My hypothesis is that the blockchain security model is similar.
Nation-states will not arise themselves for smaller, non-violent crimes executed via blockchain platforms, because there is a clear balance of present or future utility in blockchain, good to weigh against the bad.
Shutdown of a decentralized network is also highly difficult, making blockchain platform shutdown a method of last resort. Any nation-state that wishes to “shut down Bitcoin” largely has three choices:
- In-country Internet filtering. Easy to circumvent.
- A sustained attack on hundreds of computers running Bitcoin software, across hundreds of countries. This would constitute a highly visible Internet attack launched in parallel vs. sovereign nation-states — an act of war.
- All major Internet telecommunications firms worldwide simultaneously agree to sinkhole all Bitcoin nodes. This would only occur if so directed by overwhelming consensus of nation-states.
All of these shutdown methods have massive collateral damage on good actors. Blockchain platforms secure money; good folks lose money alongside the bad actors in a shutdown action. Everyone in the platform shares a powerful incentive to keep the platform running — and maintain access to their money. However this collective security only goes so far.

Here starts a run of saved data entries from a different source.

// パス: src/repl/history.rs
// 役割: Fixed-capacity circular command history with a reserved slot for the line being edited
// 意図: Browse past commands without ever losing the text typed before browsing started
// 関連ファイル: src/repl/session.rs, src/repl/line_editor.rs
//! 循環バッファによるコマンド履歴。
//!
//! 容量は保持件数 N に 1 を足した値で、余分な 1 枠は編集中の行の退避先として常に空けておく。
//! 移動のたびに現在の行を「今いる枠」へ退避してから深さを変えるので、最新位置へ戻ると
//! 入力途中のテキストがそのまま復元される。

use tracing::debug;

/// 既定の保持件数。
pub const DEFAULT_HISTORY_LIMIT: usize = 5;

#[derive(Debug, Clone, Copy, PartialEq, Eq)]
pub enum Direction {
    Prev,
    Next,
}

#[derive(Debug, Clone)]
pub struct HistoryRing {
    slots: Vec<Option<String>>,
    write_index: usize,
    count: usize,
    depth: usize,
}

impl Default for HistoryRing {
    fn default() -> Self {
        Self::new(DEFAULT_HISTORY_LIMIT)
    }
}

impl HistoryRing {
    /// `limit` 件を保持する履歴を作る。`limit` は 1 以上に切り上げる。
    pub fn new(limit: usize) -> Self {
        Self {
            slots: vec![None; limit.max(1) + 1],
            write_index: 0,
            count: 0,
            depth: 0,
        }
    }

    pub fn capacity(&self) -> usize {
        self.slots.len()
    }

    /// 保持しているコマンド数（最大 `capacity - 1`）。
    pub fn len(&self) -> usize {
        self.count
    }

    pub fn is_empty(&self) -> bool {
        self.count == 0
    }

    /// 現在どれだけ過去へ遡っているか。
    pub fn depth(&self) -> usize {
        self.depth
    }

    /// 新しい行の開始時に閲覧位置を最新へ戻す。
    pub fn reset_browse(&mut self) {
        self.depth = 0;
    }

    /// コマンドを記録する。空文字列は記録しない。
    pub fn push(&mut self, command: &str) {
        if !command.is_empty() {
            let idx = self.write_index;
            self.slots[idx] = Some(command.to_string());
            self.count = (self.count + 1).min(self.capacity() - 1);
            self.write_index = (self.write_index + 1) % self.capacity();
            debug!(retained = self.count, "history entry recorded");
        }
        self.depth = 0;
    }

    /// 現在の行を退避してから `direction` へ 1 つ移動し、移動先の内容を返す。
    pub fn navigate(&mut self, direction: Direction, current: &str) -> String {
        let here = self.slot_index(self.depth);
        self.slots[here] = Some(current.to_string());
        self.depth = match direction {
            Direction::Prev => (self.depth + 1).min(self.count),
            Direction::Next => self.depth.saturating_sub(1),
        };
        let there = self.slot_index(self.depth);
        self.slots[there].clone().unwrap_or_default()
    }

    /// 記録済みのコマンドを新しい順に返す（退避枠は含まない）。
    pub fn entries(&self) -> Vec<&str> {
        (1..=self.count)
            .filter_map(|back| self.slots[self.slot_index(back)].as_deref())
            .collect()
    }

    fn slot_index(&self, back: usize) -> usize {
        let cap = self.capacity();
        (self.write_index + cap - back % cap) % cap
    }
}
use chrono::{DateTime, Utc};
use crossbeam_channel::Receiver;
use hh_core::{Direction, InstanceId, LiveObject};
use hh_factory::ObjectFactory;
use rand::SeedableRng;
use rand::rngs::StdRng;
use tracing::{info, warn};

use crate::cleanup::CleanupSystem;
use crate::clock::SimClock;
use crate::combat::CombatSystem;
use crate::config::SimConfig;
use crate::context::SimContext;
use crate::error::{SimError, SimResult};
use crate::event::{EventLog, SimEvent, SimEventKind};
use crate::system::System;
use crate::world::World;

/// The top-level simulation orchestrator.
///
/// Owns the world, clock, RNG, event log, and registered systems. A new
/// simulation runs combat and then cleanup each tick; further systems run
/// after those, in registration order.
pub struct Simulation {
    world: World,
    clock: SimClock,
    rng: StdRng,
    events: EventLog,
    systems: Vec<Box<dyn System>>,
    initialized: bool,
}

impl std::fmt::Debug for Simulation {
    fn fmt(&self, f: &mut std::fmt::Formatter<'_>) -> std::fmt::Result {
        f.debug_struct("Simulation")
            .field("tick", &self.clock.tick())
            .field("systems", &self.systems.len())
            .field("events", &self.events.len())
            .finish()
    }
}

impl Simulation {
    /// Create a simulation with the standard combat and cleanup systems.
    pub fn new(world: World, config: SimConfig) -> Self {
        let mut sim = Self::bare(world, config);
        sim.add_system(CombatSystem::new());
        sim.add_system(CleanupSystem::new());
        sim
    }

    /// Create a simulation with no systems registered.
    pub fn bare(world: World, config: SimConfig) -> Self {
        Self {
            world,
            clock: SimClock::new(config.start, config.tick_length()),
            rng: StdRng::seed_from_u64(config.seed),
            events: EventLog::new(config.max_events),
            systems: Vec::new(),
            initialized: false,
        }
    }

    /// Build the world from a factory and wrap it in a new simulation.
    pub fn from_factory(factory: &ObjectFactory, config: SimConfig) -> SimResult<Self> {
        Ok(Self::new(World::from_factory(factory)?, config))
    }

    /// Register a system. Systems are ticked in registration order.
    pub fn add_system<S: System + 'static>(&mut self, system: S) {
        self.systems.push(Box::new(system));
    }

    /// Initialize all registered systems.
    pub fn init(&mut self) -> SimResult<()> {
        if self.initialized {
            return Ok(());
        }
        self.for_each_system(|system, ctx| system.init(ctx))?;
        self.initialized = true;
        Ok(())
    }

    /// Advance by one tick of the configured length.
    pub fn tick(&mut self) -> SimResult<u64> {
        if !self.initialized {
            self.init()?;
        }
        let tick = self.clock.advance();
        self.for_each_system(|system, ctx| system.tick(ctx))?;
        Ok(tick)
    }

    /// Advance by one tick that runs at the given world time.
    pub fn tick_at(&mut self, now: DateTime<Utc>) -> SimResult<u64> {
        if !self.initialized {
            self.init()?;
        }
        let tick = self.clock.advance_to(now);
        self.for_each_system(|system, ctx| system.tick(ctx))?;
        Ok(tick)
    }

    /// Advance the simulation by `n` ticks.
    pub fn run(&mut self, n: u64) -> SimResult<()> {
        for _ in 0..n {
            self.tick()?;
        }
        Ok(())
    }

    fn for_each_system(
        &mut self,
        mut f: impl FnMut(&mut dyn System, &mut SimContext<'_>) -> SimResult<()>,
    ) -> SimResult<()> {
        for i in 0..self.systems.len() {
            let mut system = std::mem::replace(&mut self.systems[i], Box::new(NoopSystem));
            let mut ctx = SimContext {
                world: &mut self.world,
                clock: &self.clock,
                events: &mut self.events,
                rng: &mut self.rng,
            };
            let result = f(system.as_mut(), &mut ctx);
            if let Err(err) = &result {
                warn!(system = system.name(), tick = self.clock.tick(), error = %err, "system failed");
            }
            self.systems[i] = system;
            result?;
        }
        Ok(())
    }

    /// Rebuild the world from the factory. The clock, RNG, and event log
    /// carry on.
    pub fn reset(&mut self, factory: &ObjectFactory) -> SimResult<()> {
        self.world.reset(factory)?;
        info!(tick = self.clock.tick(), "world reset");
        Ok(())
    }

    /// Open a subscription to every event emitted from now on.
    pub fn subscribe(&mut self) -> Receiver<SimEvent> {
        self.events.subscribe()
    }

    /// Emit an event at the current tick.
    pub fn emit(&mut self, kind: SimEventKind, description: impl Into<String>) {
        self.events
            .push(SimEvent::new(self.clock.tick(), kind, description));
    }

    // -----------------------------------------------------------------------
    // World operations that narrate what they did
    // -----------------------------------------------------------------------

    /// Move an object between holders in one location.
    pub fn move_object(
        &mut self,
        location: &str,
        instance: InstanceId,
        target: InstanceId,
    ) -> SimResult<()> {
        self.world.move_object(location, instance, target)?;
        let (name, holder) = self
            .world
            .location(location)
            .and_then(|l| {
                let found = l.root.find_instance(instance)?;
                Some((found.object.name.clone(), found.owner.name.clone()))
            })
            .unwrap_or_default();
        self.emit(
            SimEventKind::Moved {
                object: instance,
                from: location.to_string(),
                to: location.to_string(),
            },
            format!("The {name} is now in the {holder}."),
        );
        Ok(())
    }

    /// Move an object to the floor of another location.
    pub fn transfer(&mut self, from: &str, to: &str, instance: InstanceId) -> SimResult<()> {
        self.world.transfer(from, to, instance)?;
        self.narrate_move(instance, from, to);
        Ok(())
    }

    /// Walk `instance` out of `from` in `direction`. Returns the ID of the
    /// location it arrived in.
    pub fn travel(
        &mut self,
        from: &str,
        instance: InstanceId,
        direction: Direction,
    ) -> SimResult<String> {
        let to = self.world.exit_destination(from, direction)?.to_string();
        self.world.transfer(from, &to, instance)?;
        self.narrate_move(instance, from, &to);
        Ok(to)
    }

    fn narrate_move(&mut self, instance: InstanceId, from: &str, to: &str) {
        let (name, place) = self
            .world
            .location(to)
            .and_then(|l| {
                let object = l.root.get_instance(instance)?;
                Some((object.name.clone(), l.name.clone()))
            })
            .unwrap_or_default();
        self.emit(
            SimEventKind::Moved {
                object: instance,
                from: from.to_string(),
                to: to.to_string(),
            },
            format!("The {name} arrives in {place}."),
        );
    }

    /// Unlock a door with a key.
    pub fn unlock_door(&mut self, door_id: &str, key: &LiveObject) -> SimResult<()> {
        self.world.unlock_door(door_id, key)?;
        let door = self
            .world
            .door(door_id)
            .map(|d| d.name.clone())
            .ok_or_else(|| SimError::DoorNotFound(door_id.to_string()))?;
        self.emit(
            SimEventKind::DoorUnlocked {
                door: door_id.to_string(),
                key: key.instance,
            },
            format!("The {door} is unlocked."),
        );
        Ok(())
    }

    /// Make two characters fight each other.
    pub fn engage(&mut self, location: &str, a: InstanceId, b: InstanceId) -> SimResult<()> {
        self.world.add_fight_opponent(location, a, b)?;
        self.world.add_fight_opponent(location, b, a)
    }

    /// The world as it stands after the last tick.
    pub fn world(&self) -> &World {
        &self.world
    }

    /// Mutable access to the world between ticks.
    pub fn world_mut(&mut self) -> &mut World {
        &mut self.world
    }

    /// The simulation clock.
    pub fn clock(&self) -> &SimClock {
        &self.clock
    }

    /// Every event recorded so far.
    pub fn events(&self) -> &EventLog {
        &self.events
    }

    /// Access a system by downcasting to a concrete type.
    pub fn get_system<T: System + 'static>(&self) -> Option<&T> {
        self.systems
            .iter()
            .find_map(|s| s.as_any().downcast_ref::<T>())
    }

    /// Mutable access to a system by concrete type.
    pub fn get_system_mut<T: System + 'static>(&mut self) -> Option<&mut T> {
        self.systems
            .iter_mut()
            .find_map(|s| s.as_any_mut().downcast_mut::<T>())
    }

    /// Extract the world, consuming the simulation.
    pub fn into_world(self) -> World {
        self.world
    }

    /// Number of ticks run so far.
    pub fn current_tick(&self) -> u64 {
        self.clock.tick()
    }
}

/// Placeholder system used during the swap-and-tick pattern.
#[derive(Debug)]
struct NoopSystem;

impl System for NoopSystem {
    fn name(&self) -> &str {
        "noop"
    }
    fn tick(&mut self, _ctx: &mut SimContext<'_>) -> SimResult<()> {
        Ok(())
    }
    fn as_any(&self) -> &dyn std::any::Any {
        self
    }
    fn as_any_mut(&mut self) -> &mut dyn std::any::Any {
        self
    }
}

The blockchain industry should therefore ask itself: what sort of acts would constitute sufficient pressure to trigger Wrath of God Mode, shutting down one of these distributed, decentralized platforms?

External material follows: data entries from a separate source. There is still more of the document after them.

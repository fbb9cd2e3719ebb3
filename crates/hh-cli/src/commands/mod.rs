pub mod check;
pub mod list;
pub mod show;
pub mod simulate;

use std::path::Path;

use colored::Colorize;
use hh_factory::{FactoryConfig, LoadReport, ObjectFactory};
use tracing::debug;

/// Load every definition under `dir`. Skipped files are reported on stderr
/// and returned alongside the factory.
fn load_factory(dir: &Path, strict: bool) -> Result<(ObjectFactory, LoadReport), String> {
    let mut factory =
        ObjectFactory::new().with_config(FactoryConfig::default().with_strict(strict));
    let report = factory.load_root(dir).map_err(|e| e.to_string())?;

    for skipped in &report.skipped {
        eprintln!(
            "  {} {}: {}",
            "skipped".yellow().bold(),
            skipped.path.display(),
            skipped.reason
        );
    }
    if factory.is_empty() {
        return Err(format!("no definitions found in {}", dir.display()));
    }
    debug!(dir = %dir.display(), definitions = factory.len(), "factory ready");
    Ok((factory, report))
}

fn plural(count: usize, word: &str) -> String {
    if count == 1 {
        format!("{count} {word}")
    } else {
        format!("{count} {word}s")
    }
}
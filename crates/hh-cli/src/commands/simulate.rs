use std::path::Path;

use colored::Colorize;
use comfy_table::{ContentArrangement, Table};
use hh_simulation::{SimConfig, SimEventKind, Simulation};

pub fn run(
    dir: &Path,
    ticks: u64,
    seed: u64,
    tick_seconds: f64,
    fight: Option<&str>,
    strict: bool,
) -> Result<(), String> {
    let (factory, _) = super::load_factory(dir, strict)?;

    let config = SimConfig::default()
        .with_seed(seed)
        .with_tick_seconds(tick_seconds)
        .with_max_events(1000);
    let mut sim = Simulation::from_factory(&factory, config).map_err(|e| e.to_string())?;

    if let Some(pair) = fight {
        engage(&mut sim, pair)?;
    }

    let feed = sim.subscribe();
    sim.run(ticks)
        .map_err(|e| format!("simulation error: {e}"))?;

    println!(
        "  {} {}",
        "Simulation".bold(),
        format!("({ticks} ticks, seed={seed}, {tick_seconds}s/tick)").dimmed()
    );
    println!();

    let mut any = false;
    for event in feed.try_iter() {
        any = true;
        let tick_label = format!("[tick {:>3}]", event.tick).dimmed();
        println!("  {tick_label} {}", colorize_event(&event.kind, &event.description));
    }
    if !any {
        println!("  {}", "(no events)".dimmed());
    }
    println!();

    print_characters(&sim);
    Ok(())
}

/// Make the two characters named in `pair` ("a,b") fight each other.
fn engage(sim: &mut Simulation, pair: &str) -> Result<(), String> {
    let (a, b) = pair
        .split_once(',')
        .ok_or_else(|| format!("--fight expects two IDs separated by a comma, got \"{pair}\""))?;
    let (a, b) = (a.trim(), b.trim());

    let find = |id: &str| {
        sim.world()
            .find_by_id(id)
            .map(|(location, instance)| (location.to_string(), instance))
            .ok_or_else(|| format!("no \"{id}\" anywhere in the world"))
    };
    let (location_a, instance_a) = find(a)?;
    let (location_b, instance_b) = find(b)?;
    if location_a != location_b {
        return Err(format!(
            "\"{a}\" is in {location_a} but \"{b}\" is in {location_b}"
        ));
    }

    sim.engage(&location_a, instance_a, instance_b)
        .map_err(|e| e.to_string())
}

fn print_characters(sim: &Simulation) {
    let mut table = Table::new();
    table.set_content_arrangement(ContentArrangement::Dynamic);
    table.set_header(vec!["Character", "Location", "HP", "Status"]);

    let mut count = 0;
    for location in sim.world().locations() {
        for object in location.characters() {
            let Some(character) = object.as_character() else {
                continue;
            };
            count += 1;
            let status = if character.is_fighting() {
                "fighting".red().to_string()
            } else {
                "idle".to_string()
            };
            table.add_row(vec![
                object.name.clone(),
                location.name.clone(),
                format!("{}/{}", character.hp, character.max_hp),
                status,
            ]);
        }
    }

    if count == 0 {
        println!("  No characters left standing.");
        return;
    }
    println!("  {}", "Characters".bold().underline());
    println!();
    println!("{table}");
}

fn colorize_event(kind: &SimEventKind, description: &str) -> colored::ColoredString {
    match kind {
        SimEventKind::Died { .. } => description.red().bold(),
        SimEventKind::AttackHit { .. } => description.yellow(),
        SimEventKind::AttackMissed { .. } => description.dimmed(),
        SimEventKind::Dropped { .. } => description.cyan(),
        SimEventKind::Disengaged { .. } => description.green(),
        SimEventKind::Moved { .. } | SimEventKind::DoorUnlocked { .. } => description.blue(),
        SimEventKind::Custom { .. } => description.normal(),
    }
}
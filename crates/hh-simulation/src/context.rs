use chrono::{DateTime, Utc};
use hh_core::Location;
use rand::rngs::StdRng;

use crate::clock::SimClock;
use crate::event::{EventLog, SimEvent, SimEventKind};
use crate::world::World;

/// Narration produced by updating one location: event kinds paired with the
/// line a player would read.
pub type Narration = Vec<(SimEventKind, String)>;

/// Everything a system may touch while it runs: the world, the clock it
/// reads time from, the event log it narrates into, and the shared RNG.
pub struct SimContext<'a> {
    /// Every location and door.
    pub world: &'a mut World,
    /// Clock of the running tick.
    pub clock: &'a SimClock,
    /// Log that emitted events go to.
    pub events: &'a mut EventLog,
    /// Seeded RNG shared by all systems.
    pub rng: &'a mut StdRng,
}

impl SimContext<'_> {
    /// Record an event at the current tick and forward it to subscribers.
    pub fn emit(&mut self, kind: SimEventKind, description: impl Into<String>) {
        let event = SimEvent::new(self.clock.tick(), kind, description);
        self.events.push(event);
    }

    /// Number of the running tick.
    pub fn tick(&self) -> u64 {
        self.clock.tick()
    }

    /// World time of the running tick.
    pub fn now(&self) -> DateTime<Utc> {
        self.clock.now()
    }

    /// Run `update` on every location in ID order and emit what it narrates.
    /// Returns the number of events emitted.
    pub fn update_locations(
        &mut self,
        mut update: impl FnMut(&mut Location, DateTime<Utc>, &mut StdRng) -> Narration,
    ) -> usize {
        let now = self.now();
        let mut emitted = 0;
        for id in self.world.location_ids() {
            let Some(location) = self.world.location_mut(&id) else {
                continue;
            };
            let narration = update(location, now, self.rng);
            emitted += narration.len();
            for (kind, description) in narration {
                self.emit(kind, description);
            }
        }
        emitted
    }
}
use std::any::Any;

use hh_core::{InstanceId, LiveObject, Location};
use tracing::debug;

use crate::context::{Narration, SimContext};
use crate::error::SimResult;
use crate::event::SimEventKind;
use crate::system::System;

/// Removes dead characters after combat has run. Each body's inventory is
/// dropped on the floor of its location, and the dead are struck from every
/// surviving character's fight set.
#[derive(Debug, Default)]
pub struct CleanupSystem;

impl CleanupSystem {
    /// A cleanup system.
    pub fn new() -> Self {
        Self
    }
}

impl System for CleanupSystem {
    fn name(&self) -> &str {
        "cleanup"
    }

    fn tick(&mut self, ctx: &mut SimContext<'_>) -> SimResult<()> {
        let mut dead = Vec::new();
        ctx.update_locations(|location, _, _| {
            let narration = cleanup_location(location);
            dead.extend(narration.iter().filter_map(|(kind, _)| match kind {
                SimEventKind::Died { character } => Some(*character),
                _ => None,
            }));
            narration
        });

        if !dead.is_empty() {
            debug!(count = dead.len(), "removed dead characters");
            for id in ctx.world.location_ids() {
                if let Some(location) = ctx.world.location_mut(&id) {
                    forget_opponents(&mut location.root, &dead);
                }
            }
        }
        Ok(())
    }

    fn as_any(&self) -> &dyn Any {
        self
    }

    fn as_any_mut(&mut self) -> &mut dyn Any {
        self
    }
}

/// Remove every dead character in `location`, wherever it is held, and
/// drop what it carried on the location floor.
pub fn cleanup_location(location: &mut Location) -> Narration {
    let dead: Vec<InstanceId> = location
        .characters()
        .into_iter()
        .filter(|c| c.is_dead_character())
        .map(|c| c.instance)
        .collect();

    let mut narration = Vec::new();
    for instance in dead {
        let Some(mut body) = location.root.detach(instance) else {
            continue;
        };
        let dropped = body.remove_all();
        narration.push((
            SimEventKind::Died {
                character: instance,
            },
            format!("{} dies.", capitalized(&body.name)),
        ));

        if !dropped.is_empty() {
            let names: Vec<&str> = dropped.iter().map(|o| o.name.as_str()).collect();
            narration.push((
                SimEventKind::Dropped {
                    character: instance,
                    objects: dropped.iter().map(|o| o.instance).collect(),
                },
                format!("{} drops {}.", capitalized(&body.name), names.join(", ")),
            ));
        }
        location.drop_all(dropped);
    }
    narration
}

/// Strike `dead` from the fight set of every character at or below `root`.
fn forget_opponents(root: &mut LiveObject, dead: &[InstanceId]) {
    if let Some(character) = root.as_character_mut() {
        character.fighting.retain(|id| !dead.contains(id));
    }
    if let Some(container) = root.container_mut() {
        for object in &mut container.contents {
            forget_opponents(object, dead);
        }
    }
}

fn capitalized(name: &str) -> String {
    let mut chars = name.chars();
    match chars.next() {
        Some(first) => first.to_uppercase().chain(chars).collect(),
        None => String::new(),
    }
}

One of my consistent predictions — and fears — was botnets using blockchain platforms for command and control (C&C).
Cornell professor Emin Gün Sirer recently tweeted on the subject:
These sorts of use cases will test the bounds of decentralized blockchain platforms and similar networks such as Tor, to see how far nation-states can be pushed before Wrath of God Mode is deployed.
Blockchains will test the age-old question of when does the bad outweight the good, when is the collective damage cost acceptable versus the “gains” perceived in shutting down a platform full of bad actors or bad acts.
The blockchain industry hopes the answer is “never” Only time will tell.